_What you have to do_
Copy out each line in the material below that has the word "visibility".

_Dataset records_

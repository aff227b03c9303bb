//! One-shot policy analysis from the command line
//!
//! Usage:
//!   cargo run --bin xray_cli --features cli -- <POLICY_ID>
//!   cargo run --bin xray_cli --features cli -- <POLICY_ID> --pretty

use std::process::ExitCode;
use std::sync::Arc;

use clap::Parser;

use policy_xray::{validate_policy_id, InMemoryVerdictStore, PolicyAnalyzer, XrayConfig};

#[derive(Parser)]
#[command(name = "xray_cli")]
#[command(about = "Classify an on-chain minting policy and print the verdict as JSON")]
struct Args {
    /// Policy id (56 hex characters)
    policy_id: String,

    /// Pretty-print the verdict JSON
    #[arg(short, long)]
    pretty: bool,

    /// Provider credential (overrides BLOCKFROST_PROJECT_ID)
    #[arg(long, env = "BLOCKFROST_PROJECT_ID", hide_env_values = true)]
    project_id: Option<String>,
}

#[tokio::main]
async fn main() -> ExitCode {
    dotenvy::dotenv().ok();
    tracing_subscriber::fmt()
        .with_env_filter(
            tracing_subscriber::EnvFilter::try_from_default_env()
                .unwrap_or_else(|_| tracing_subscriber::EnvFilter::new("warn")),
        )
        .with_writer(std::io::stderr)
        .init();

    let args = Args::parse();

    if let Err(e) = validate_policy_id(&args.policy_id) {
        eprintln!("Error: {}", e);
        return ExitCode::FAILURE;
    }

    let mut config = match XrayConfig::from_env() {
        Ok(c) => c,
        Err(e) => {
            eprintln!("Error loading configuration: {}", e);
            return ExitCode::FAILURE;
        }
    };
    if args.project_id.is_some() {
        config.project_id = args.project_id.filter(|p| !p.trim().is_empty());
    }

    let analyzer = match PolicyAnalyzer::from_config(&config, Arc::new(InMemoryVerdictStore::new()))
    {
        Ok(a) => a,
        Err(e) => {
            eprintln!("Error: {}", e);
            return ExitCode::FAILURE;
        }
    };

    let verdict = analyzer.analyze(&args.policy_id).await;
    let rendered = if args.pretty {
        serde_json::to_string_pretty(&verdict)
    } else {
        serde_json::to_string(&verdict)
    };

    match rendered {
        Ok(json) => {
            println!("{}", json);
            if verdict.is_error() {
                ExitCode::FAILURE
            } else {
                ExitCode::SUCCESS
            }
        }
        Err(e) => {
            eprintln!("Error serializing verdict: {}", e);
            ExitCode::FAILURE
        }
    }
}
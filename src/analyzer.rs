//! Policy analyzer
//!
//! Composes the verdict cache, the script provider and the classification
//! engine:
//!
//! cache read -> [hit] return
//!            -> [miss, no credential] fallback verdict (not cached)
//!            -> [miss] fetch -> classify -> cache write -> return
//!
//! `analyze` never fails. Timeouts and provider errors become verdicts with
//! `risk_level = UNKNOWN` and are not cached, so the next call recomputes.
//! Concurrent calls for the same policy are not coalesced; each may fetch
//! and the last cache write wins.

use std::future::Future;
use std::sync::Arc;

use tracing::{error, info, warn};

use crate::cache::{VerdictCache, VerdictStore};
use crate::classify::classify;
use crate::config::{XrayConfig, FETCH_TIMEOUT};
use crate::error::{FetchError, XrayError};
use crate::metrics::XrayMetrics;
use crate::provider::{BlockfrostClient, ScriptKind, ScriptProvider, TimelockRules};
use crate::verdict::Verdict;

pub struct PolicyAnalyzer {
    cache: VerdictCache,
    /// `None` when no provider credential is configured
    provider: Option<Arc<dyn ScriptProvider>>,
    metrics: Arc<XrayMetrics>,
}

impl PolicyAnalyzer {
    pub fn new(
        store: Arc<dyn VerdictStore>,
        provider: Option<Arc<dyn ScriptProvider>>,
        metrics: Arc<XrayMetrics>,
    ) -> Self {
        Self {
            cache: VerdictCache::new(store),
            provider,
            metrics,
        }
    }

    /// Build an analyzer backed by the Blockfrost client when a credential is set
    pub fn from_config(
        config: &XrayConfig,
        store: Arc<dyn VerdictStore>,
    ) -> Result<Self, XrayError> {
        let metrics = Arc::new(XrayMetrics::new());
        let provider = BlockfrostClient::from_config(config, metrics.clone())?
            .map(|client| Arc::new(client) as Arc<dyn ScriptProvider>);
        Ok(Self::new(store, provider, metrics))
    }

    pub fn metrics(&self) -> &Arc<XrayMetrics> {
        &self.metrics
    }

    /// True when a provider is configured (not in fallback mode)
    pub fn is_live(&self) -> bool {
        self.provider.is_some()
    }

    /// Analyze a policy, serving from cache when a fresh verdict exists
    pub async fn analyze(&self, policy_id: &str) -> Verdict {
        match self.cache.read(policy_id).await {
            Ok(Some(verdict)) => {
                self.metrics.record_cache_hit();
                info!(policy_id, "cache hit");
                return verdict;
            }
            Ok(None) => {
                self.metrics.record_cache_miss();
                info!(policy_id, "cache miss");
            }
            Err(e) => {
                self.metrics.record_cache_read_error();
                self.metrics.record_cache_miss();
                warn!(policy_id, error = %e, "cache read failed, treating as miss");
            }
        }

        let Some(provider) = self.provider.as_deref() else {
            self.metrics.record_fallback();
            warn!(policy_id, "provider credential missing, using fallback verdict");
            return Verdict::fallback(policy_id);
        };

        match self.fetch_and_classify(provider, policy_id).await {
            Ok(verdict) => {
                info!(
                    policy_id,
                    asset_type = %verdict.asset_type,
                    risk_level = %verdict.risk_level,
                    "policy classified"
                );
                if let Err(e) = self.cache.write(policy_id, &verdict).await {
                    self.metrics.record_cache_write_error();
                    warn!(policy_id, error = %e, "cache write failed, verdict not persisted");
                }
                verdict
            }
            Err(e) if e.is_timeout() => {
                self.metrics.record_error();
                error!(policy_id, error = %e, "analysis timed out");
                Verdict::timed_out(policy_id)
            }
            Err(e) => {
                self.metrics.record_error();
                error!(policy_id, error = %e, "analysis failed");
                Verdict::failed(policy_id, &e)
            }
        }
    }

    async fn fetch_and_classify(
        &self,
        provider: &dyn ScriptProvider,
        policy_id: &str,
    ) -> Result<Verdict, FetchError> {
        let descriptor = bounded(
            format!("/scripts/{}", policy_id),
            provider.fetch_script(policy_id),
        )
        .await?;

        let expanded = match &descriptor {
            Some(d) if d.kind == ScriptKind::Timelock => {
                self.expand_timelock(provider, policy_id).await
            }
            _ => None,
        };

        Ok(classify(policy_id, descriptor.as_ref(), expanded.as_ref()))
    }

    /// Second fetch for timelock scripts
    ///
    /// A failure is counted as an error but still yields a verdict built from
    /// the raw descriptor.
    async fn expand_timelock(
        &self,
        provider: &dyn ScriptProvider,
        policy_id: &str,
    ) -> Option<TimelockRules> {
        match bounded(
            format!("/scripts/{}/json", policy_id),
            provider.fetch_timelock_rules(policy_id),
        )
        .await
        {
            Ok(rules) => rules,
            Err(e) => {
                self.metrics.record_error();
                warn!(policy_id, error = %e, "timelock expansion failed, using raw descriptor");
                None
            }
        }
    }
}

/// Apply the fixed fetch budget to one provider call
async fn bounded<T, F>(endpoint: String, call: F) -> Result<T, FetchError>
where
    F: Future<Output = Result<T, FetchError>>,
{
    tokio::time::timeout(FETCH_TIMEOUT, call)
        .await
        .map_err(|_| FetchError::Timeout { endpoint })?
}
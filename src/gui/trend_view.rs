//! Trend View Widget
//! Line chart with a clickable legend that toggles per-metric visibility.

use crate::charts::ChartPlotter;
use crate::data::TrendData;
use egui::{Color32, RichText};

/// Trend line view. Holds one visibility flag per metric; legend clicks
/// flip the flag without touching the underlying records.
#[derive(Default)]
pub struct TrendView {
    visible: Vec<bool>,
}

impl TrendView {
    pub fn new() -> Self {
        Self::default()
    }

    /// Reset to one visible flag per metric, e.g. after a new file load.
    pub fn reset(&mut self, metric_count: usize) {
        self.visible = vec![true; metric_count];
    }

    pub fn toggle(&mut self, idx: usize) {
        if let Some(flag) = self.visible.get_mut(idx) {
            *flag = !*flag;
        }
    }

    pub fn is_visible(&self, idx: usize) -> bool {
        self.visible.get(idx).copied().unwrap_or(true)
    }

    /// Draw the legend row and the line chart.
    pub fn show(&mut self, ui: &mut egui::Ui, trend: &TrendData) {
        if trend.is_empty() {
            ui.centered_and_justified(|ui| {
                ui.label(RichText::new("No numeric columns to plot").size(16.0));
            });
            return;
        }

        ui.label(
            RichText::new(format!(
                "{} metrics over {} records",
                trend.metrics.len(),
                trend.record_count()
            ))
            .size(12.0)
            .color(Color32::GRAY),
        );
        ui.add_space(5.0);

        ui.horizontal_wrapped(|ui| {
            for (i, metric) in trend.metrics.iter().enumerate() {
                let color = if self.is_visible(i) {
                    ChartPlotter::series_color(i)
                } else {
                    Color32::DARK_GRAY
                };

                let (rect, swatch) =
                    ui.allocate_exact_size(egui::vec2(14.0, 14.0), egui::Sense::click());
                ui.painter().rect_filled(rect, 3.0, color);

                let text = if self.is_visible(i) {
                    RichText::new(&metric.name).size(13.0)
                } else {
                    RichText::new(&metric.name).size(13.0).color(Color32::GRAY)
                };
                let label = ui.add(egui::Label::new(text).sense(egui::Sense::click()));

                if swatch.clicked() || label.clicked() {
                    self.toggle(i);
                }
                ui.add_space(12.0);
            }
        });

        ui.add_space(8.0);
        ChartPlotter::draw_trend_chart(ui, trend, &self.visible);
    }
}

_Task solution_
//! Line chart with a clickable legend that toggles per-metric visibility.
/// Trend line view. Holds one visibility flag per metric; legend clicks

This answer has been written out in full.